Optical imagery. A total of 144 scenes of GaoFen-6 (GF-6) satellite imagery, with a spatial resolution of 2 m, were acquired from 2021 to 2022 for interpreting landslides in the study area. Satellite imagery from Google Earth and Esri World Imagery was also utilized as supplementary reference data. UAV images and photographs were captured using the DJI Inspire 2 multispectral flight platform at 11 sites located near roads. The resolution of the images and photographs ranged from approximately 40 to 100 cm.
Digital elevation model (DEM). We collected 23 scenes of DEM data from ALOS-PALSAR to calculate elevation, slope, and aspect. The spatial resolution of the DEM data was 12.5 m.
Normalized difference vegetation index (NDVI). The NDVI data at a 30 m resolution published by Yang et al. (2019) were selected, and the threshold range was set at [− 0.2, 0.84]. It is used to analyze the extent of vegetation cover where the landslide occurred. Higher values indicate greater vegetation coverage.

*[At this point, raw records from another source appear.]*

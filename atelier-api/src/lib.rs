use axum::{
    http::Method,
    routing::get,
    Router,
};
use tower_http::cors::CorsLayer;
use tower_http::trace::TraceLayer;

pub mod catalog;
pub mod error;
pub mod state;

pub use state::AppState;

pub fn app(state: AppState) -> Router {
    let cors = CorsLayer::new()
        .allow_origin(tower_http::cors::Any)
        .allow_methods([Method::GET, Method::POST, Method::OPTIONS])
        .allow_headers([axum::http::header::CONTENT_TYPE]);

    Router::new()
        .route("/health", get(health))
        .merge(catalog::routes())
        .layer(cors)
        .layer(TraceLayer::new_for_http())
        .with_state(state)
}

async fn health() -> &'static str {
    "ok"
}

#[cfg(test)]
mod tests {
    use super::*;
    use std::sync::Arc;

    use atelier_catalog::{Catalog, CatalogGenerator, GenerationOptions, PricingEngine};
    use atelier_fulfillment::{DeliveryConfig, DeliveryService};
    use atelier_store::{DryRunProvisioner, LocalObjectStore};
    use axum::body::{to_bytes, Body};
    use axum::http::{Request, StatusCode};
    use serde_json::Value;
    use tokio_util::sync::CancellationToken;
    use tower::ServiceExt;

    fn test_app() -> Router {
        let generator = CatalogGenerator::new(
            PricingEngine::default(),
            Arc::new(DryRunProvisioner::new()),
            GenerationOptions::default(),
        )
        .unwrap();
        let root = std::env::temp_dir().join(format!("atelier-api-{}", uuid::Uuid::new_v4().simple()));
        let store = LocalObjectStore::new(root, "http://localhost/files");

        app(AppState {
            catalog: Arc::new(Catalog::template_marketplace()),
            generator: Arc::new(generator),
            delivery: Arc::new(DeliveryService::new(Arc::new(store), DeliveryConfig::default()).unwrap()),
            shutdown: CancellationToken::new(),
        })
    }

    async fn call(method: &str, uri: &str) -> (StatusCode, Value) {
        let response = test_app()
            .oneshot(Request::builder().method(method).uri(uri).body(Body::empty()).unwrap())
            .await
            .unwrap();
        let status = response.status();
        let bytes = to_bytes(response.into_body(), usize::MAX).await.unwrap();
        let body = serde_json::from_slice(&bytes).unwrap_or(Value::Null);
        (status, body)
    }

    #[tokio::test]
    async fn test_health() {
        let (status, _) = call("GET", "/health").await;
        assert_eq!(status, StatusCode::OK);
    }

    #[tokio::test]
    async fn test_category_lookup() {
        let (status, body) = call("GET", "/categories/61").await;
        assert_eq!(status, StatusCode::OK);
        assert_eq!(body["category"], "Financial Services");

        let (_, body) = call("GET", "/categories/9000").await;
        assert_eq!(body["category"], "Miscellaneous");

        let (status, _) = call("GET", "/categories/abc").await;
        assert_eq!(status, StatusCode::BAD_REQUEST);
    }

    #[tokio::test]
    async fn test_plan_lists_every_entry() {
        let (status, body) = call("GET", "/catalog/plan").await;

        assert_eq!(status, StatusCode::OK);
        assert_eq!(body["currency"], "usd");
        assert_eq!(body["entries"].as_array().unwrap().len(), 487 + 16);
        assert_eq!(body["entries"][0]["metadata"]["category"], "Corporate & Enterprise");
    }

    #[tokio::test]
    async fn test_provision_with_dry_run() {
        let (status, body) = call("POST", "/catalog/provision").await;

        assert_eq!(status, StatusCode::OK);
        assert_eq!(body["records"].as_array().unwrap().len(), 487 + 16);
        assert_eq!(body["errors"].as_array().unwrap().len(), 0);
        assert_eq!(body["stats"]["provisioned"], 503);
    }

    #[tokio::test]
    async fn test_download_link() {
        let (status, body) = call("POST", "/delivery/cus_7/link").await;
        assert_eq!(status, StatusCode::OK);
        assert!(body["url"].as_str().unwrap().starts_with("http://localhost/files/packages/cus_7_"));

        let (status, body) = call("POST", "/delivery/%20/link").await;
        assert_eq!(status, StatusCode::BAD_REQUEST);
        assert!(body["error"].as_str().unwrap().contains("Invalid customer id"));
    }
}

Other available datasets. Permafrost, seasonally frozen ground, and loess maps have been harvested. Data on active faults, earthquakes, loess thickness map, and soil moisture have been downloaded. For the precipitation and air temperature, the annual average point data recorded by 48 meteorological stations in the study area since 2000 were utilized.
Methods
Photo-interpretation for landslide mapping and spatial analysis
Photo-interpretation is used to identify landslides in optical satellite imagery (GF-6) based on four characteristics: (1) exposed accumulative material with a sliding/flowing direction, (2) well-defined curved head scarps, (3) sparse vegetation, and (4) variation in color compared to the surrounding area (Fig. 2). When the image is affected by atmospheric conditions, other images from the same period or auxiliary data from the same location will be selected for reconfirmation to eliminate the influence of clouds. All visible landslides on georeferenced imagery were digitized into polygons using QGIS. When a landslide is observed in an image in 1 year, it is assumed to have persisted in subsequent years. Panchromatic photographs provide a high spatial resolution, equal to 2 m, which allows for inventorying only landslides larger than 1000 m2. Specifically, we used a fishnet with a mesh size of 1.5 km × 1.5 km to divide the satellite imagery of the study area for the purpose of quantifying landslides, mesh by mesh.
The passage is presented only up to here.